Task: Please find the lines in the entries below that contain the word "execute", and copy each one.

──────── Records for processing ────────

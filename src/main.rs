use std::sync::Arc;

use dotenvy::dotenv;
use tracing::info;

use mediamill::app;
use mediamill::config::settings::AppConfig;
use mediamill::infrastructure::db::pool::{connect_to_db, run_migrations};
use mediamill::infrastructure::queue::sqs::SqsService;
use mediamill::infrastructure::redis::client::RedisService;
use mediamill::infrastructure::storage::s3::StorageService;
use mediamill::media::ffprobe::FfprobeInspector;
use mediamill::modules::transcode::repository::PgJobStore;
use mediamill::modules::transcode::service::TranscodeService;
use mediamill::modules::video::repository::PgVideoCatalog;
use mediamill::state::AppState;

#[tokio::main]
async fn main() {
    dotenv().ok();

    // Initialize tracing
    tracing_subscriber::fmt::init();

    info!("Starting server...");

    let config = AppConfig::new().expect("Missing required environment variables");

    let db = connect_to_db(&config.database_url)
        .await
        .expect("Failed to connect to PostgreSQL");
    run_migrations(&db).await.expect("Failed to run migrations");

    let redis = RedisService::new(&config.redis_url)
        .await
        .expect("Failed to connect to Redis");

    let storage = StorageService::new(
        &config.minio_url,
        &config.minio_bucket,
        &config.minio_access_key,
        &config.minio_secret_key,
    )
    .await;

    let queue = SqsService::new(
        &config.sqs_endpoint,
        &config.sqs_queue_url,
        &config.minio_access_key,
        &config.minio_secret_key,
    )
    .await;

    let transcode = TranscodeService::new(
        Arc::new(PgVideoCatalog::new(db.clone())),
        Arc::new(PgJobStore::new(db.clone())),
        Arc::new(redis.clone()),
        Arc::new(queue),
    );

    let state = AppState::new(
        config.clone(),
        db,
        redis,
        storage,
        Arc::new(FfprobeInspector::default()),
        transcode,
    );

    let app = app::create_app(state).await;

    let addr = format!("0.0.0.0:{}", config.server_port);
    let listener = tokio::net::TcpListener::bind(&addr).await.unwrap();
    info!("Server running on http://{}", addr);

    axum::serve(listener, app).await.unwrap();
}
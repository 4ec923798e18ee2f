use serde::Deserialize;
use crate::config::env::{self, EnvKey};

#[derive(Clone, Debug, Deserialize)]
pub struct AppConfig {
    pub server_port: u16,
    pub database_url: String,
    pub redis_url: String,
    pub minio_url: String,
    pub minio_bucket: String,
    pub minio_access_key: String,
    pub minio_secret_key: String,
    pub sqs_endpoint: String,
    pub sqs_queue_url: String,
    pub jwt_secret: String,
    pub upload_dir: String,
}

impl AppConfig {
    pub fn new() -> Result<Self, std::env::VarError> {
        Ok(Self {
            server_port: env::get_parsed(EnvKey::ServerPort, 3000),
            database_url: env::get(EnvKey::DatabaseUrl)?,
            redis_url: env::get(EnvKey::RedisUrl)?,
            minio_url: env::get(EnvKey::MinioUrl)?,
            minio_bucket: env::get(EnvKey::MinioBucket)?,
            minio_access_key: env::get(EnvKey::MinioAccessKey)?,
            minio_secret_key: env::get(EnvKey::MinioSecretKey)?,
            sqs_endpoint: env::get(EnvKey::SqsEndpoint)?,
            sqs_queue_url: env::get(EnvKey::SqsQueueUrl)?,
            jwt_secret: env::get(EnvKey::JwtSecret)?,
            upload_dir: env::get_or(EnvKey::UploadDir, "./uploads"),
        })
    }
}
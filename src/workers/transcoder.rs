use std::path::{Path, PathBuf};
use std::sync::Arc;
use std::time::Duration;

use anyhow::Context;
use tokio_util::sync::CancellationToken;
use tracing::{error, info, warn};

use crate::media::probe::{choose_preferred_video_stream, MediaProbe};
use crate::media::transcode::Transcoder;
use crate::modules::transcode::events::JobMessage;
use crate::modules::transcode::model::JobStatus;
use crate::modules::transcode::service::STATUS_CACHE_TTL;
use crate::modules::video::model::{Quality, SUPPORTED_CODECS};
use crate::ports::cache::StatusCache;
use crate::ports::queue::{QueueDelivery, WorkQueue};
use crate::ports::storage::BlobStorage;
use crate::ports::store::{JobStore, PersistenceError};

/// Pause after a receive error before polling again.
const RECEIVE_ERROR_BACKOFF: Duration = Duration::from_secs(10);

/// Single-consumer transcode worker. Pulls at most one job at a time; crash
/// safety comes from queue redelivery, so a message is only acknowledged once
/// the job is durably terminal.
pub struct TranscodeWorker {
    queue: Arc<dyn WorkQueue>,
    store: Arc<dyn JobStore>,
    cache: Arc<dyn StatusCache>,
    storage: Arc<dyn BlobStorage>,
    probe: Arc<dyn MediaProbe>,
    transcoder: Arc<dyn Transcoder>,
    work_dir: PathBuf,
}

impl TranscodeWorker {
    pub fn new(
        queue: Arc<dyn WorkQueue>,
        store: Arc<dyn JobStore>,
        cache: Arc<dyn StatusCache>,
        storage: Arc<dyn BlobStorage>,
        probe: Arc<dyn MediaProbe>,
        transcoder: Arc<dyn Transcoder>,
        work_dir: PathBuf,
    ) -> Self {
        Self {
            queue,
            store,
            cache,
            storage,
            probe,
            transcoder,
            work_dir,
        }
    }

    /// Receive loop. The shutdown token is only honored between iterations,
    /// never mid-job.
    pub async fn run(&self, shutdown: CancellationToken) {
        info!("🎥 Transcode worker started");

        loop {
            if shutdown.is_cancelled() {
                break;
            }

            let deliveries = tokio::select! {
                _ = shutdown.cancelled() => break,
                received = self.queue.receive(1) => match received {
                    Ok(deliveries) => deliveries,
                    Err(e) => {
                        error!("Failed to receive from queue: {}", e);
                        tokio::time::sleep(RECEIVE_ERROR_BACKOFF).await;
                        continue;
                    }
                },
            };

            for delivery in deliveries {
                self.handle_delivery(delivery).await;
            }
        }

        info!("🎥 Transcode worker stopped");
    }

    /// Full per-message protocol: parse, mark processing, transcode, publish
    /// artifacts, mark terminal, and acknowledge only after a durable
    /// `completed`. Failures leave the message unacknowledged so the queue
    /// redelivers it.
    pub async fn handle_delivery(&self, delivery: QueueDelivery) {
        // A malformed body carries an untrusted job identity: drop it without
        // acknowledging and without touching any record.
        let message = match JobMessage::parse(&delivery.body) {
            Ok(m) => m,
            Err(e) => {
                warn!("Dropping malformed queue message: {}", e);
                return;
            }
        };

        info!("📦 Processing job {}", message.job_id);

        // A redelivered job re-enters processing; the record already exists.
        if let Err(e) = self.mark(&message, JobStatus::Processing, None).await {
            error!("Failed to mark job {} processing: {}", message.job_id, e);
            return;
        }

        match self.execute(&message).await {
            Ok(artifact_keys) => {
                let diagnostic = format!(
                    "Transcoding completed successfully, produced: {}",
                    artifact_keys.join(", ")
                );
                match self
                    .mark(&message, JobStatus::Completed, Some(&diagnostic))
                    .await
                {
                    Ok(()) => {
                        // Terminal and durable; safe to remove from the queue.
                        if let Err(e) = self.queue.acknowledge(&delivery.handle).await {
                            error!(
                                "Failed to acknowledge message for job {}: {}",
                                message.job_id, e
                            );
                        }
                        info!("✅ Job {} completed", message.job_id);
                    }
                    Err(e) => {
                        // Not acknowledged; redelivery will repeat the job.
                        error!("Failed to mark job {} completed: {}", message.job_id, e);
                    }
                }
            }
            Err(e) => {
                let diagnostic = format!("Transcoding failed: {:#}", e);
                error!("❌ Job {}: {}", message.job_id, diagnostic);
                if let Err(update_err) = self
                    .mark(&message, JobStatus::Failed, Some(&diagnostic))
                    .await
                {
                    error!(
                        "Failed to record failure of job {}: {}",
                        message.job_id, update_err
                    );
                }
                // Deliberately not acknowledged: the message becomes
                // receivable again after the visibility window and eventually
                // reaches the DLQ.
            }
        }

        self.cleanup_workspace(&message).await;
    }

    /// Fetch, probe, transcode and upload. Any error here lands in the job's
    /// terminal diagnostic.
    async fn execute(&self, message: &JobMessage) -> anyhow::Result<Vec<String>> {
        let workspace = self.workspace(message);
        let output_dir = workspace.join("outputs");
        tokio::fs::create_dir_all(&output_dir)
            .await
            .context("failed to create job workspace")?;

        let qualities = parse_qualities(&message.qualities)?;

        info!("⬇️ Downloading {} from blob storage", message.s3_key);
        let source = self
            .storage
            .get_object(&message.s3_key)
            .await
            .context("failed to fetch source from blob storage")?;

        let ext = Path::new(&message.s3_key)
            .extension()
            .and_then(|e| e.to_str())
            .unwrap_or("mp4");
        let input_path = workspace.join(format!("input_{}.{}", message.video_id, ext));
        tokio::fs::write(&input_path, &source)
            .await
            .context("failed to stage source file")?;

        // Probing up front gives a clear diagnostic instead of an opaque
        // encoder error when the source has no usable stream.
        let meta = self
            .probe
            .probe(&input_path)
            .await
            .context("failed to probe source")?;
        choose_preferred_video_stream(&meta.video_streams, SUPPORTED_CODECS)
            .with_context(|| {
                format!(
                    "no supported video stream in source (supported codecs: {})",
                    SUPPORTED_CODECS.join(", ")
                )
            })?;

        info!(
            "🎞 Transcoding job {} to qualities: {}",
            message.job_id,
            message.qualities.join(", ")
        );
        let base_name = format!("output_{}", message.job_id);
        let outputs = self
            .transcoder
            .transcode_multiple_qualities(&input_path, &output_dir, &qualities, &base_name)
            .await?;

        let mut artifact_keys = Vec::with_capacity(outputs.len());
        for output in &outputs {
            let file_name = output
                .file_name()
                .and_then(|n| n.to_str())
                .context("transcoder produced an unnamed output")?;
            let key = format!(
                "{}/derived/{}/{}",
                message.owner_id, message.video_id, file_name
            );
            let data = tokio::fs::read(output)
                .await
                .with_context(|| format!("failed to read output {}", file_name))?;
            let content_type = mime_guess::from_path(output)
                .first_or_octet_stream()
                .to_string();

            info!("⬆️ Uploading {} to blob storage", key);
            self.storage
                .put_object(&key, data.into(), &content_type)
                .await
                .with_context(|| format!("failed to upload artifact {}", key))?;
            artifact_keys.push(key);
        }

        Ok(artifact_keys)
    }

    async fn mark(
        &self,
        message: &JobMessage,
        status: JobStatus,
        diagnostic: Option<&str>,
    ) -> Result<(), PersistenceError> {
        self.store
            .update_status(message.job_id, status, diagnostic)
            .await?;
        if let Err(e) = self
            .cache
            .set_status(message.job_id, status, STATUS_CACHE_TTL)
            .await
        {
            warn!(
                "Failed to mirror status of job {} to cache: {}",
                message.job_id, e
            );
        }
        Ok(())
    }

    /// Keyed by job id so concurrent workers never collide on file names.
    fn workspace(&self, message: &JobMessage) -> PathBuf {
        self.work_dir
            .join(message.owner_id.to_string())
            .join("temp")
            .join(message.job_id.to_string())
    }

    async fn cleanup_workspace(&self, message: &JobMessage) {
        let workspace = self.workspace(message);
        if let Err(e) = tokio::fs::remove_dir_all(&workspace).await {
            if e.kind() != std::io::ErrorKind::NotFound {
                warn!("Failed to clean up workspace {:?}: {}", workspace, e);
            }
        }
    }
}

fn parse_qualities(labels: &[String]) -> anyhow::Result<Vec<Quality>> {
    labels
        .iter()
        .map(|label| {
            label
                .parse::<Quality>()
                .map_err(|e| anyhow::anyhow!("invalid quality in message: {}", e))
        })
        .collect()
}
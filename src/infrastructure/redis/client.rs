use std::time::Duration;

use async_trait::async_trait;
use redis::{aio::MultiplexedConnection, AsyncCommands, Client};
use tracing::info;
use uuid::Uuid;

use crate::modules::transcode::model::JobStatus;
use crate::ports::cache::{CacheError, StatusCache};

#[derive(Clone)]
pub struct RedisService {
    client: Client,
}

impl RedisService {
    pub async fn new(connection_string: &str) -> Result<Self, redis::RedisError> {
        let client = Client::open(connection_string)?;

        // Test connection
        let _conn = client.get_multiplexed_async_connection().await?;

        info!("✅ Connected to Redis");
        Ok(Self { client })
    }

    pub async fn get_conn(&self) -> Result<MultiplexedConnection, redis::RedisError> {
        self.client.get_multiplexed_async_connection().await
    }
}

fn job_key(job_id: Uuid) -> String {
    format!("job:{}", job_id)
}

#[async_trait]
impl StatusCache for RedisService {
    async fn set_status(
        &self,
        job_id: Uuid,
        status: JobStatus,
        ttl: Duration,
    ) -> Result<(), CacheError> {
        let mut conn = self.get_conn().await?;
        let () = conn
            .set_ex(job_key(job_id), status.as_str(), ttl.as_secs())
            .await?;
        Ok(())
    }

    async fn get_status(&self, job_id: Uuid) -> Result<Option<JobStatus>, CacheError> {
        let mut conn = self.get_conn().await?;
        let value: Option<String> = conn.get(job_key(job_id)).await?;
        Ok(value.and_then(|v| v.parse().ok()))
    }

    async fn clear_status(&self, job_id: Uuid) -> Result<(), CacheError> {
        let mut conn = self.get_conn().await?;
        let () = conn.del(job_key(job_id)).await?;
        Ok(())
    }
}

────────

Exercise answer:
        match self.execute(&message).await {
    async fn execute(&self, message: &JobMessage) -> anyhow::Result<Vec<String>> {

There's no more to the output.